In the following examples, we make two major assumptions:
For a single product offering, we assume that customers choose the product as long as the WTP(Willingness To Pay)is greater than the price.
For a multiple product offering, we assume that consumers choose the product that gives them the highest surplus.
Single Version
import pandas as pd
from bokeh.io import output_notebook, show,output_file
from bokeh.plotting import figure
from bokeh.embed import file_html
lst_name = ['Abby',"Bob",'Cindy','Desmond','Eva']
lst_WTP = [8,9,10,19,20]
df = pd.DataFrame(list(zip(lst_name,lst_WTP)), columns = ['Cluster Names','WTP'])
print(df.to_string(index=False))
df_1 = df
Cluster Names WTP
Abby 8
Bob 9
Cindy 10
Desmond 19
Eva 20
Here we suppose we have five cluster of customers who have different WTP for the same movie ticket. These are the potential customers who can buy the movie tickets. As the manager of the cinema, you have to set a price to make the most out of the movie.

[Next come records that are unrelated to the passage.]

//! Materials: a shader plus constants and texture slots

use std::sync::Arc;

use bytemuck::{Pod, Zeroable};
use glam::{Vec3, Vec4};
use parking_lot::Mutex;

use crate::backend::{
    BackendResult, BindGroupEntry, BindGroupHandle, BindGroupLayoutHandle, BufferDescriptor,
    BufferHandle, BufferUsage, GraphicsBackend, SamplerHandle, TextureViewHandle,
};

use super::{Shader, Texture};

/// Number of texture slots a material binds
pub const TEXTURE_SLOT_COUNT: usize = 4;

#[derive(Debug, Clone, Copy, PartialEq, Eq)]
pub enum TextureSlot {
    Albedo,
    Normal,
    Metallic,
    Roughness,
}

impl TextureSlot {
    pub const ALL: [TextureSlot; TEXTURE_SLOT_COUNT] = [
        TextureSlot::Albedo,
        TextureSlot::Normal,
        TextureSlot::Metallic,
        TextureSlot::Roughness,
    ];

    pub fn index(self) -> usize {
        match self {
            TextureSlot::Albedo => 0,
            TextureSlot::Normal => 1,
            TextureSlot::Metallic => 2,
            TextureSlot::Roughness => 3,
        }
    }
}

/// Surface parameters uploaded to the material constant buffer
#[derive(Debug, Clone, Copy, PartialEq)]
pub struct MaterialProperties {
    pub albedo: Vec4,
    pub metallic: f32,
    pub roughness: f32,
    pub ao: f32,
    /// Multiplier on albedo added unlit
    pub emissive: f32,
}

impl Default for MaterialProperties {
    fn default() -> Self {
        Self {
            albedo: Vec4::ONE,
            metallic: 0.0,
            roughness: 0.5,
            ao: 1.0,
            emissive: 0.0,
        }
    }
}

impl MaterialProperties {
    pub fn with_albedo(mut self, albedo: Vec4) -> Self {
        self.albedo = albedo;
        self
    }

    pub fn with_metallic(mut self, metallic: f32) -> Self {
        self.metallic = metallic;
        self
    }

    pub fn with_roughness(mut self, roughness: f32) -> Self {
        self.roughness = roughness;
        self
    }

    pub fn with_ao(mut self, ao: f32) -> Self {
        self.ao = ao;
        self
    }

    pub fn with_emissive(mut self, emissive: f32) -> Self {
        self.emissive = emissive;
        self
    }

    pub fn to_constants(&self) -> MaterialConstants {
        MaterialConstants {
            albedo: self.albedo,
            metallic: self.metallic,
            roughness: self.roughness,
            ao: self.ao,
            emissive: self.emissive,
        }
    }

    // Preset materials

    pub fn plastic(color: Vec3) -> Self {
        Self::default()
            .with_albedo(color.extend(1.0))
            .with_roughness(0.4)
    }

    pub fn metal(color: Vec3, roughness: f32) -> Self {
        Self::default()
            .with_albedo(color.extend(1.0))
            .with_metallic(1.0)
            .with_roughness(roughness)
    }

    pub fn gold() -> Self {
        Self::metal(Vec3::new(1.0, 0.766, 0.336), 0.3)
    }

    pub fn silver() -> Self {
        Self::metal(Vec3::new(0.972, 0.960, 0.915), 0.2)
    }

    pub fn copper() -> Self {
        Self::metal(Vec3::new(0.955, 0.637, 0.538), 0.4)
    }

    pub fn iron() -> Self {
        Self::metal(Vec3::new(0.56, 0.57, 0.58), 0.5)
    }

    pub fn rubber(color: Vec3) -> Self {
        Self::default()
            .with_albedo(color.extend(1.0))
            .with_roughness(0.9)
    }

    /// Translucent; pair with a blending shader
    pub fn glass() -> Self {
        Self::default()
            .with_albedo(Vec4::new(1.0, 1.0, 1.0, 0.3))
            .with_roughness(0.1)
    }

    pub fn emissive(color: Vec3, strength: f32) -> Self {
        Self::default()
            .with_albedo(color.extend(1.0))
            .with_emissive(strength)
    }
}

/// Material uniform data for GPU
#[repr(C)]
#[derive(Debug, Clone, Copy, PartialEq, Pod, Zeroable)]
pub struct MaterialConstants {
    pub albedo: Vec4,
    pub metallic: f32,
    pub roughness: f32,
    pub ao: f32,
    pub emissive: f32,
}

/// Views bound for empty texture slots, and the shared sampler
#[derive(Debug, Clone, Copy)]
pub(crate) struct MaterialDefaults {
    pub textures: [TextureViewHandle; TEXTURE_SLOT_COUNT],
    pub sampler: SamplerHandle,
}

struct MaterialInner {
    properties: MaterialProperties,
    textures: [Option<Arc<Texture>>; TEXTURE_SLOT_COUNT],
    constants_dirty: bool,
    bind_group: Option<BindGroupHandle>,
    /// Bind groups replaced by a texture change, destroyed after the frame
    retired: Vec<BindGroupHandle>,
}

/// A shader with constants and textures.
///
/// Shared as `Arc<Material>` between mesh renderers; edits go through an
/// internal lock and are uploaded the next time the material is bound.
pub struct Material {
    name: String,
    shader: Arc<Shader>,
    constant_buffer: BufferHandle,
    inner: Mutex<MaterialInner>,
}

impl Material {
    pub(crate) fn create<B: GraphicsBackend>(
        backend: &mut B,
        name: &str,
        shader: Arc<Shader>,
        properties: MaterialProperties,
    ) -> BackendResult<Self> {
        let constants = properties.to_constants();
        let constant_buffer = backend.create_buffer_init(
            &BufferDescriptor {
                label: Some(format!("{name} constants")),
                size: std::mem::size_of::<MaterialConstants>() as u64,
                usage: BufferUsage::UNIFORM | BufferUsage::COPY_DST,
            },
            bytemuck::bytes_of(&constants),
        )?;

        Ok(Self {
            name: name.to_string(),
            shader,
            constant_buffer,
            inner: Mutex::new(MaterialInner {
                properties,
                textures: Default::default(),
                constants_dirty: false,
                bind_group: None,
                retired: Vec::new(),
            }),
        })
    }

    pub fn name(&self) -> &str {
        &self.name
    }

    pub fn shader(&self) -> &Arc<Shader> {
        &self.shader
    }

    pub fn properties(&self) -> MaterialProperties {
        self.inner.lock().properties
    }

    pub fn set_properties(&self, properties: MaterialProperties) {
        let mut inner = self.inner.lock();
        inner.properties = properties;
        inner.constants_dirty = true;
    }

    pub fn modify_properties(&self, f: impl FnOnce(&mut MaterialProperties)) {
        let mut inner = self.inner.lock();
        f(&mut inner.properties);
        inner.constants_dirty = true;
    }

    pub fn set_albedo(&self, albedo: Vec4) {
        self.modify_properties(|p| p.albedo = albedo);
    }

    pub fn texture(&self, slot: TextureSlot) -> Option<Arc<Texture>> {
        self.inner.lock().textures[slot.index()].clone()
    }

    /// Assign or clear a texture slot; takes effect at the next bind
    pub fn set_texture(&self, slot: TextureSlot, texture: Option<Arc<Texture>>) {
        let mut inner = self.inner.lock();
        inner.textures[slot.index()] = texture;
        if let Some(old) = inner.bind_group.take() {
            inner.retired.push(old);
        }
    }

    /// Whether edited constants are waiting for upload
    pub fn needs_upload(&self) -> bool {
        self.inner.lock().constants_dirty
    }

    /// Upload pending constants, then bind pipeline and group 2.
    ///
    /// A failed constant upload keeps the previous contents bound and is
    /// retried on the next bind. Replaced bind groups are moved to `garbage`
    /// for the caller to destroy once the frame has been submitted.
    pub(crate) fn bind<B: GraphicsBackend>(
        &self,
        backend: &mut B,
        layout: BindGroupLayoutHandle,
        defaults: &MaterialDefaults,
        garbage: &mut Vec<BindGroupHandle>,
    ) -> BackendResult<()> {
        let mut inner = self.inner.lock();
        garbage.append(&mut inner.retired);

        if inner.constants_dirty {
            let constants = inner.properties.to_constants();
            match backend.write_buffer(self.constant_buffer, 0, bytemuck::bytes_of(&constants)) {
                Ok(()) => inner.constants_dirty = false,
                Err(err) => log::warn!("Material '{}' constant upload failed: {}", self.name, err),
            }
        }

        let existing = inner.bind_group;
        let bind_group = match existing {
            Some(bind_group) => bind_group,
            None => {
                let mut entries = vec![(
                    0,
                    BindGroupEntry::Buffer {
                        buffer: self.constant_buffer,
                        offset: 0,
                        size: None,
                    },
                )];
                for slot in TextureSlot::ALL {
                    let view = inner.textures[slot.index()]
                        .as_ref()
                        .map_or(defaults.textures[slot.index()], |t| t.view());
                    entries.push((1 + slot.index() as u32, BindGroupEntry::Texture(view)));
                }
                entries.push((
                    1 + TEXTURE_SLOT_COUNT as u32,
                    BindGroupEntry::Sampler(defaults.sampler),
                ));

                let bind_group = backend.create_bind_group(layout, &entries)?;
                inner.bind_group = Some(bind_group);
                bind_group
            }
        };

        backend.set_render_pipeline(self.shader.pipeline());
        backend.set_bind_group(2, bind_group, &[]);
        Ok(())
    }
}

impl std::fmt::Debug for Material {
    fn fmt(&self, f: &mut std::fmt::Formatter<'_>) -> std::fmt::Result {
        let inner = self.inner.lock();
        f.debug_struct("Material")
            .field("name", &self.name)
            .field("shader", &self.shader.name())
            .field("properties", &inner.properties)
            .field("constants_dirty", &inner.constants_dirty)
            .finish()
    }
}

#[cfg(test)]
mod tests {
    use super::*;

    #[test]
    fn default_properties() {
        let p = MaterialProperties::default();
        assert_eq!(p.albedo, Vec4::ONE);
        assert_eq!((p.metallic, p.roughness, p.ao, p.emissive), (0.0, 0.5, 1.0, 0.0));
    }

    #[test]
    fn presets() {
        assert_eq!(MaterialProperties::gold().metallic, 1.0);
        assert_eq!(MaterialProperties::rubber(Vec3::ONE).roughness, 0.9);
        assert!(MaterialProperties::glass().albedo.w < 1.0);
        assert_eq!(MaterialProperties::emissive(Vec3::X, 2.0).emissive, 2.0);
    }

    #[test]
    fn constants_are_tightly_packed() {
        assert_eq!(std::mem::size_of::<MaterialConstants>(), 32);
        let c = MaterialProperties::iron().to_constants();
        assert_eq!(c.metallic, 1.0);
        assert_eq!(c.roughness, 0.5);
    }

    #[test]
    fn slots_map_to_bindings_in_order() {
        let indices: Vec<usize> = TextureSlot::ALL.iter().map(|s| s.index()).collect();
        assert_eq!(indices, vec![0, 1, 2, 3]);
    }
}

There are five possible points to set the price which are the WTPs of each cluster because the customers will buy the movie ticket as long as the WTP is greater than the price.
total_profit_lst = []
for i in lst_WTP:
profit = 0
for k in lst_WTP:
if int(i) <= int(k):
profit = profit + int(i)
total_profit_lst.append(profit)
df_single = pd.DataFrame(list(zip(lst_WTP,total_profit_lst)), columns = ['Ticket Price','Total Profit'])

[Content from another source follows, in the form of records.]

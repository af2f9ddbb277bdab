//! wgpu backend implementation

use crate::backend::traits::*;
use crate::backend::types::*;
use crate::RenderSettings;
use std::collections::HashMap;
use std::ops::Range;
use std::sync::Arc;
use wgpu::util::DeviceExt;

/// Buffered render pass command
#[derive(Clone)]
enum RenderCommand {
    SetPipeline(RenderPipelineHandle),
    SetBindGroup { index: u32, bind_group: BindGroupHandle, offsets: Vec<u32> },
    SetVertexBuffer { slot: u32, buffer: BufferHandle, offset: u64 },
    SetIndexBuffer { buffer: BufferHandle, offset: u64, format: IndexFormat },
    SetViewport { x: f32, y: f32, width: f32, height: f32, min_depth: f32, max_depth: f32 },
    DrawIndexed { indices: Range<u32>, base_vertex: i32, instances: Range<u32> },
}

/// Pending render pass with buffered commands
struct PendingRenderPass {
    descriptor: RenderPassDescriptor,
    commands: Vec<RenderCommand>,
}

/// wgpu backend implementation
pub struct WgpuBackend {
    #[allow(dead_code)]
    instance: wgpu::Instance,
    surface: wgpu::Surface<'static>,
    adapter: wgpu::Adapter,
    device: wgpu::Device,
    queue: wgpu::Queue,
    surface_config: wgpu::SurfaceConfiguration,
    current_texture: Option<wgpu::SurfaceTexture>,
    current_view_id: u64,
    wireframe_supported: bool,

    // Resource storage
    buffers: HashMap<u64, wgpu::Buffer>,
    textures: HashMap<u64, wgpu::Texture>,
    texture_views: HashMap<u64, wgpu::TextureView>,
    samplers: HashMap<u64, wgpu::Sampler>,
    bind_group_layouts: HashMap<u64, wgpu::BindGroupLayout>,
    bind_groups: HashMap<u64, wgpu::BindGroup>,
    render_pipelines: HashMap<u64, wgpu::RenderPipeline>,

    // Handle counters
    next_buffer_id: u64,
    next_texture_id: u64,
    next_view_id: u64,
    next_sampler_id: u64,
    next_layout_id: u64,
    next_bind_group_id: u64,
    next_render_pipeline_id: u64,

    encoder: Option<wgpu::CommandEncoder>,
    pending_render_pass: Option<PendingRenderPass>,
}

impl WgpuBackend {
    fn convert_texture_format(format: TextureFormat) -> wgpu::TextureFormat {
        match format {
            TextureFormat::Rgba8Unorm => wgpu::TextureFormat::Rgba8Unorm,
            TextureFormat::Rgba8UnormSrgb => wgpu::TextureFormat::Rgba8UnormSrgb,
            TextureFormat::Bgra8Unorm => wgpu::TextureFormat::Bgra8Unorm,
            TextureFormat::Bgra8UnormSrgb => wgpu::TextureFormat::Bgra8UnormSrgb,
            TextureFormat::Depth32Float => wgpu::TextureFormat::Depth32Float,
            TextureFormat::Depth24PlusStencil8 => wgpu::TextureFormat::Depth24PlusStencil8,
        }
    }

    fn convert_texture_format_back(format: wgpu::TextureFormat) -> TextureFormat {
        match format {
            wgpu::TextureFormat::Rgba8Unorm => TextureFormat::Rgba8Unorm,
            wgpu::TextureFormat::Rgba8UnormSrgb => TextureFormat::Rgba8UnormSrgb,
            wgpu::TextureFormat::Bgra8Unorm => TextureFormat::Bgra8Unorm,
            wgpu::TextureFormat::Bgra8UnormSrgb => TextureFormat::Bgra8UnormSrgb,
            wgpu::TextureFormat::Depth32Float => TextureFormat::Depth32Float,
            wgpu::TextureFormat::Depth24PlusStencil8 => TextureFormat::Depth24PlusStencil8,
            _ => TextureFormat::Bgra8Unorm,
        }
    }

    fn convert_buffer_usage(usage: BufferUsage) -> wgpu::BufferUsages {
        let mut result = wgpu::BufferUsages::empty();
        if usage.contains(BufferUsage::COPY_DST) {
            result |= wgpu::BufferUsages::COPY_DST;
        }
        if usage.contains(BufferUsage::INDEX) {
            result |= wgpu::BufferUsages::INDEX;
        }
        if usage.contains(BufferUsage::VERTEX) {
            result |= wgpu::BufferUsages::VERTEX;
        }
        if usage.contains(BufferUsage::UNIFORM) {
            result |= wgpu::BufferUsages::UNIFORM;
        }
        result
    }

    fn convert_texture_usage(usage: TextureUsage) -> wgpu::TextureUsages {
        let mut result = wgpu::TextureUsages::empty();
        if usage.contains(TextureUsage::COPY_SRC) {
            result |= wgpu::TextureUsages::COPY_SRC;
        }
        if usage.contains(TextureUsage::COPY_DST) {
            result |= wgpu::TextureUsages::COPY_DST;
        }
        if usage.contains(TextureUsage::TEXTURE_BINDING) {
            result |= wgpu::TextureUsages::TEXTURE_BINDING;
        }
        if usage.contains(TextureUsage::RENDER_ATTACHMENT) {
            result |= wgpu::TextureUsages::RENDER_ATTACHMENT;
        }
        result
    }

    fn convert_vertex_format(format: VertexFormat) -> wgpu::VertexFormat {
        match format {
            VertexFormat::Float32x2 => wgpu::VertexFormat::Float32x2,
            VertexFormat::Float32x3 => wgpu::VertexFormat::Float32x3,
            VertexFormat::Float32x4 => wgpu::VertexFormat::Float32x4,
        }
    }

    fn convert_compare_function(func: CompareFunction) -> wgpu::CompareFunction {
        match func {
            CompareFunction::Never => wgpu::CompareFunction::Never,
            CompareFunction::Less => wgpu::CompareFunction::Less,
            CompareFunction::LessEqual => wgpu::CompareFunction::LessEqual,
            CompareFunction::Always => wgpu::CompareFunction::Always,
        }
    }

    fn convert_blend_component(component: BlendComponent) -> wgpu::BlendComponent {
        let factor = |f: BlendFactor| match f {
            BlendFactor::Zero => wgpu::BlendFactor::Zero,
            BlendFactor::One => wgpu::BlendFactor::One,
            BlendFactor::SrcAlpha => wgpu::BlendFactor::SrcAlpha,
            BlendFactor::OneMinusSrcAlpha => wgpu::BlendFactor::OneMinusSrcAlpha,
        };
        wgpu::BlendComponent {
            src_factor: factor(component.src_factor),
            dst_factor: factor(component.dst_factor),
            operation: match component.operation {
                BlendOperation::Add => wgpu::BlendOperation::Add,
            },
        }
    }

    fn convert_filter_mode(mode: FilterMode) -> wgpu::FilterMode {
        match mode {
            FilterMode::Nearest => wgpu::FilterMode::Nearest,
            FilterMode::Linear => wgpu::FilterMode::Linear,
        }
    }

    fn convert_address_mode(mode: AddressMode) -> wgpu::AddressMode {
        match mode {
            AddressMode::ClampToEdge => wgpu::AddressMode::ClampToEdge,
            AddressMode::Repeat => wgpu::AddressMode::Repeat,
        }
    }

    fn convert_store_op(op: StoreOp) -> wgpu::StoreOp {
        match op {
            StoreOp::Store => wgpu::StoreOp::Store,
            StoreOp::Discard => wgpu::StoreOp::Discard,
        }
    }

    fn present_mode(sync_interval: u32) -> wgpu::PresentMode {
        if sync_interval > 0 {
            wgpu::PresentMode::AutoVsync
        } else {
            wgpu::PresentMode::AutoNoVsync
        }
    }

    /// Clamp to device limits while maintaining aspect ratio
    fn clamp_size(&self, width: u32, height: u32) -> (u32, u32) {
        let max_size = self.device.limits().max_texture_dimension_2d;
        if width > max_size || height > max_size {
            let scale = (max_size as f32 / width as f32).min(max_size as f32 / height as f32);
            (
                ((width as f32 * scale) as u32).max(1),
                ((height as f32 * scale) as u32).max(1),
            )
        } else {
            (width.max(1), height.max(1))
        }
    }
}

impl WgpuBackend {
    async fn new_async(
        window: Arc<winit::window::Window>,
        width: u32,
        height: u32,
        settings: &RenderSettings,
    ) -> BackendResult<Self> {
        let instance = wgpu::Instance::new(wgpu::InstanceDescriptor {
            backends: wgpu::Backends::all(),
            ..Default::default()
        });

        let surface = instance
            .create_surface(window)
            .map_err(|e| BackendError::SurfaceCreationFailed(e.to_string()))?;

        let adapter = instance
            .request_adapter(&wgpu::RequestAdapterOptions {
                power_preference: wgpu::PowerPreference::HighPerformance,
                compatible_surface: Some(&surface),
                force_fallback_adapter: false,
            })
            .await
            .ok_or_else(|| BackendError::InitializationFailed("No suitable adapter found".into()))?;

        let adapter_info = adapter.get_info();
        log::info!(
            "Selected GPU: {} ({:?} backend)",
            adapter_info.name,
            adapter_info.backend
        );

        let wireframe_supported = settings.wireframe
            && adapter
                .features()
                .contains(wgpu::Features::POLYGON_MODE_LINE);
        if settings.wireframe && !wireframe_supported {
            log::warn!("Wireframe requested but POLYGON_MODE_LINE is unavailable");
        }
        let required_features = if wireframe_supported {
            wgpu::Features::POLYGON_MODE_LINE
        } else {
            wgpu::Features::empty()
        };

        let (device, queue) = adapter
            .request_device(
                &wgpu::DeviceDescriptor {
                    label: Some("Scene Device"),
                    required_features,
                    required_limits: wgpu::Limits::default(),
                },
                None,
            )
            .await
            .map_err(|e| BackendError::DeviceCreationFailed(e.to_string()))?;

        let surface_caps = surface.get_capabilities(&adapter);
        let surface_format = surface_caps
            .formats
            .iter()
            .copied()
            .find(|f| f.is_srgb())
            .or_else(|| surface_caps.formats.first().copied())
            .ok_or_else(|| {
                BackendError::SurfaceCreationFailed("Surface reports no formats".into())
            })?;

        let surface_config = wgpu::SurfaceConfiguration {
            usage: wgpu::TextureUsages::RENDER_ATTACHMENT,
            format: surface_format,
            width: width.max(1),
            height: height.max(1),
            present_mode: Self::present_mode(settings.vsync as u32),
            alpha_mode: surface_caps
                .alpha_modes
                .first()
                .copied()
                .unwrap_or(wgpu::CompositeAlphaMode::Auto),
            view_formats: vec![],
            desired_maximum_frame_latency: 2,
        };

        let mut backend = Self {
            instance,
            surface,
            adapter,
            device,
            queue,
            surface_config,
            current_texture: None,
            current_view_id: 0,
            wireframe_supported,
            buffers: HashMap::new(),
            textures: HashMap::new(),
            texture_views: HashMap::new(),
            samplers: HashMap::new(),
            bind_group_layouts: HashMap::new(),
            bind_groups: HashMap::new(),
            render_pipelines: HashMap::new(),
            next_buffer_id: 1,
            next_texture_id: 1,
            next_view_id: 1,
            next_sampler_id: 1,
            next_layout_id: 1,
            next_bind_group_id: 1,
            next_render_pipeline_id: 1,
            encoder: None,
            pending_render_pass: None,
        };

        let (width, height) = backend.clamp_size(width, height);
        backend.surface_config.width = width;
        backend.surface_config.height = height;
        backend.surface.configure(&backend.device, &backend.surface_config);

        Ok(backend)
    }
}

print(df_single.to_string(index=False))
Ticket Price Total Profit
8 40
9 36
10 30
19 38
20 20
We can see that the maximum profit that can be gained is $40 by setting the price to 8 dollar so that all the clusters will buy the moview ticket. However, is there a way to gain more profit from these customers?
Multiple Version
We can try to provide a different version to customers with higher WTP. We can sell the ticket a higher price by providing the customers premium seating which incur almost no additional cost, but increase the profit. Let’s try to apply this methodology here into these five customers.
lst_WTP_high = [8,9,10,40,50]
df['WTP_high'] = lst_WTP_high
df.columns = ['Cluster Names', "WTP_low","WTP_high"]
print(df.to_string(index=False))
df_2 = df
Cluster Names WTP_low WTP_high
Abby 8 8
Bob 9 9
Cindy 10 10
Desmond 19 40
Eva 20 50
Cluster of customers might have different WTP for two different versions because some of them want to enjoy premium services.
price_Low = 8
price_High = 28.99
Here we test the total profit if we set the low end version ticket price to 8 and high end version ticket price to 28.99.
surplus = [(8-8,8-28.99),
(9-8,9-28.99),
(10-8,10-28.99),
(19-8,40-28.99),
(20-8,50-28.99)]
df_surplus = pd.DataFrame(surplus,columns = ['surplus for low end ticket','surplus for high end ticket'],index = lst_name)
print(df_surplus)
print("="*20)
Desmond_data = df_surplus.loc['Desmond',:]; print(Desmond_data)
surplus for low end ticket surplus for high end ticket
Abby 0 -20.99
Bob 1 -19.99
Cindy 2 -18.99
Desmond 11 11.01
Eva 12 21.01
====================
surplus for low end ticket 11.00
surplus for high end ticket 11.01
Name: Desmond, dtype: float64
Here we can see the corresponding surplus for each of the cluster. Here we want to focus on Desmond’s surplus. Desmond’s surplus for high end ticket is 0.01 more than his surplus for low end ticket which means he will pick the high end ticket for the additional surplus. We successfully attract Desmond to buy the high end ticket.
profit = 0
for index, row in df_surplus.iterrows():
if row['surplus for low end ticket'] >= row['surplus for high end ticket']:
profit = profit + price_Low
else:
profit = profit + price_High
print("The new profit is $"+ str(round(profit,2)))
The new profit is $81.98
Practice Case with different options
Here we have the final scenario, where you will be having more than 2 versions. In this scenario, you can use the optimization tools that we would introduce in other projects to find out the best solution based on different number of versions you choose to provide, here we provide an interactive case for you to play around.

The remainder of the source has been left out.